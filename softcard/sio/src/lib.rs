#![no_std]
#![forbid(unsafe_code)]

//! # softcard-sio
//!
//! The software-defined serial engine: one hardware timer provides all bit
//! timing for a half-duplex, bit-banged card I/O line. The transmit side is
//! an interrupt-driven shift register paced by a periodic compare channel;
//! the receive side is an edge-capture plus mid-bit-sampling state machine
//! feeding an interrupt-safe byte queue.
//!
//! The engine is split into two halves:
//! - [`Sio`] is the interrupt-shared context object. Placed in a `static`;
//!   the port's interrupt handlers call its `on_*` hooks.
//! - [`SioPort`] is the foreground half owned by the dispatcher. Implements
//!   the blocking [`softcard_core::CardLink`] operations by spinning between
//!   the engine's short critical sections, interrupts enabled.

pub mod engine;
pub mod rx;
pub mod tx;

pub use engine::{Sio, SioPort, RX_QUEUE_DEPTH};
pub use rx::{RxSampler, RxState, SampleOutcome};
pub use tx::{TxShift, TxTick};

··········

Problem to work on
So that the data stays intact, repeat all of it exactly.

Answer space
filename softcard/sio/src/lib.rs
#![no_std]
#![forbid(unsafe_code)]

//! # softcard-sio
//!
//! The software-defined serial engine: one hardware timer provides all bit
//! timing for a half-duplex, bit-banged card I/O line. The transmit side is
//! an interrupt-driven shift register paced by a periodic compare channel;
//! the receive side is an edge-capture plus mid-bit-sampling state machine
//! feeding an interrupt-safe byte queue.
//!
//! The engine is split into two halves:
//! - [`Sio`] is the interrupt-shared context object. Placed in a `static`;
//!   the port's interrupt handlers call its `on_*` hooks.
//! - [`SioPort`] is the foreground half owned by the dispatcher. Implements
//!   the blocking [`softcard_core::CardLink`] operations by spinning between
//!   the engine's short critical sections, interrupts enabled.

pub mod engine;
pub mod rx;
pub mod tx;

pub use engine::{Sio, SioPort, RX_QUEUE_DEPTH};
pub use rx::{RxSampler, RxState, SampleOutcome};
pub use tx::{TxShift, TxTick};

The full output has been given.